Democrats Take Steps to Address Climate Change in 116th Congress

Speaker-designate Nancy Pelosi has selected Rep. Nancy Castor (D-Fla.) to chair the new Select Committee on the Climate Crisis. Two bills that could advance in the House: the Green New Deal and a carbon tax-and-dividend bill, H.R. 7173.

Read Time: 3 minutes

January 2, 2019, 9:00 AM PST

By Irvin Dawid


Rachael Warriner / Shutterstock

"It’s official: When Democrats take control of the House of Representatives [on Thursday, Jan. 3, 2019], they will form a special new committee to examine climate change, Nancy Pelosi said in a statement on Friday," reports Robinson Meyer, a staff writer at The Atlantic, where he covers climate change and technology.

Pelosi, likely the next speaker of the House, also announced that the new committee will be named the Select Committee on the Climate Crisis. It will be led by Kathy Castor, a seven-term representative from Tampa Bay.

Pelosi has not yet described exactly what the committee will do, but House committees of this type can hold hearings, write reports, and bring public attention to political issues.

The bipartisan H.R.7173 - Energy Innovation and Carbon Dividend Act of 2018, a revenue-neutral carbon tax that returns revenue to tax payers, is sponsored by Reps. Ted Deutch (D-Fla.) and Brian Fitzpatrick (R-Pa.). unveiled on Nov. 27, and referred to the Committee on Ways and Means, where it has yet to be heard. A companion bill, S. 3791, also bipartisan, has been introduced in the Senate by Sens. Chris Coons (D-Del.) and Jeff Flake (R-Ariz.).

"Despite their poor chances of passage anytime soon, the bills represent an increasing willingness from at least some Republicans to address global warming and risk the wrath of many conservatives who view any form of carbon pricing as a tax increase," reports Josh Siegel for the Washington Examiner on Dec. 19.
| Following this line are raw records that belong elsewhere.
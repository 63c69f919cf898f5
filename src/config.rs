use crate::options::MarkOptions;
use crate::search::cache::DEFAULT_PATTERN_CACHE_SIZE;
use anyhow::{Context, Result};
use serde::{Deserialize, Serialize};
use std::fs;
use std::path::{Path, PathBuf};

#[derive(Debug, Default, Serialize, Deserialize)]
#[serde(default)]
pub struct Config {
    #[serde(default)]
    pub mark: MarkOptions,

    #[serde(default)]
    pub display: DisplayConfig,

    #[serde(default)]
    pub cache: CacheConfig,
}

#[derive(Debug, Serialize, Deserialize)]
#[serde(default)]
pub struct DisplayConfig {
    pub color: bool,
    pub show_timing: bool,
    pub show_summary: bool,
}

impl Default for DisplayConfig {
    fn default() -> Self {
        Self {
            color: true,
            show_timing: true,
            show_summary: true,
        }
    }
}

#[derive(Debug, Serialize, Deserialize)]
pub struct CacheConfig {
    #[serde(default = "default_pattern_cache_size")]
    pub pattern_cache_size: usize,
}

fn default_pattern_cache_size() -> usize {
    DEFAULT_PATTERN_CACHE_SIZE
}

impl Default for CacheConfig {
    fn default() -> Self {
        Self {
            pattern_cache_size: default_pattern_cache_size(),
        }
    }
}

impl Config {
    /// Loads `explicit` when given, otherwise the first config file found in
    /// the usual places; no file at all means defaults.
    pub fn load(explicit: Option<&Path>) -> Result<Self> {
        let config_path = match explicit {
            Some(path) => Some(path.to_path_buf()),
            None => Self::find_config_path()?,
        };

        if let Some(path) = config_path {
            let content = fs::read_to_string(&path)
                .with_context(|| format!("Failed to read config file: {}", path.display()))?;

            toml::from_str(&content)
                .with_context(|| format!("Failed to parse config file: {}", path.display()))
        } else {
            Ok(Self::default())
        }
    }

    fn find_config_path() -> Result<Option<PathBuf>> {
        if let Some(xdg_config) = dirs::config_dir() {
            let xdg_path = xdg_config.join("treemark/config.toml");
            if xdg_path.exists() {
                return Ok(Some(xdg_path));
            }
        }

        if let Some(home) = dirs::home_dir() {
            let home_path = home.join(".treemark.toml");
            if home_path.exists() {
                return Ok(Some(home_path));
            }
        }

        let current_path = Path::new(".treemark.toml");
        if current_path.exists() {
            return Ok(Some(current_path.to_path_buf()));
        }

        Ok(None)
    }

    pub fn save(&self, path: &Path) -> Result<()> {
        let content = toml::to_string_pretty(self).context("Failed to serialize config")?;

        if let Some(parent) = path.parent() {
            fs::create_dir_all(parent).with_context(|| {
                format!("Failed to create config directory: {}", parent.display())
            })?;
        }

        fs::write(path, content)
            .with_context(|| format!("Failed to write config file: {}", path.display()))?;

        Ok(())
    }
}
The un-numbered Green New Deal is associated with Representative-Elect Alexandria Ocasio-Cortez (scroll down to "Mobilizing Against Climate Change") and appears to have excited many progressives, more so than the carbon tax bill. [See Planetizen: "Are Environmentalists Turning Away From Carbon Taxes?" Dec. 11, 2018.] "The proposal clearly has momentum on the left," wrote Meyer on Dec. 5.

Dissension among climate hawks

"A number of activists on the party’s left have greeted the announcement [of the climate crisis committee] with frustration," adds Meyer.

They had hoped (and protested) for a more ambitious Green New Deal committee. Such a panel, they imagined, might finally draft a unified Democratic climate policy, a plan to improve the lot of American workers while massively overhauling the economy to prepare for climate change.

Déjà vu?

Rep. Castor issued a statement upon receiving the appointment:

"I am humbled by Speaker-designate Pelosi’s confidence in me to lead the Select Committee on the Climate Crisis. She is correct to reinstitute the Select Committee and urge action to address this dire crisis that impacts my neighbors in Florida, all Americans and future generations."

In 2007, when Pelosi was elected as the House of Representatives first female speaker after the Democrats picked up 31 seats in the 2006 midterm elections, taking control of the House, she established the House Select Committee on Energy Independence & Global Warming which was dismantled by her successor, Rep. John Boehner (R-Ohio), in 2011. While not a legislative committee, it did have subpoena authority, unlike its successor.

Under Pelosi's past leadership, the House narrowly passed the Waxman-Markey carbon cap-and-trade bill, H.R.2454 - American Clean Energy and Security Act of 2009, in a remarkably short period of time, about 40 days.

After the bill died in the Senate in March 2010, The Hill reported in July that Pelosi had no regrets over forcing the House vote. The first female House speaker called it a "top priority for her speakership," but The Hill called it "a needlessly tough vote for many House Democrats."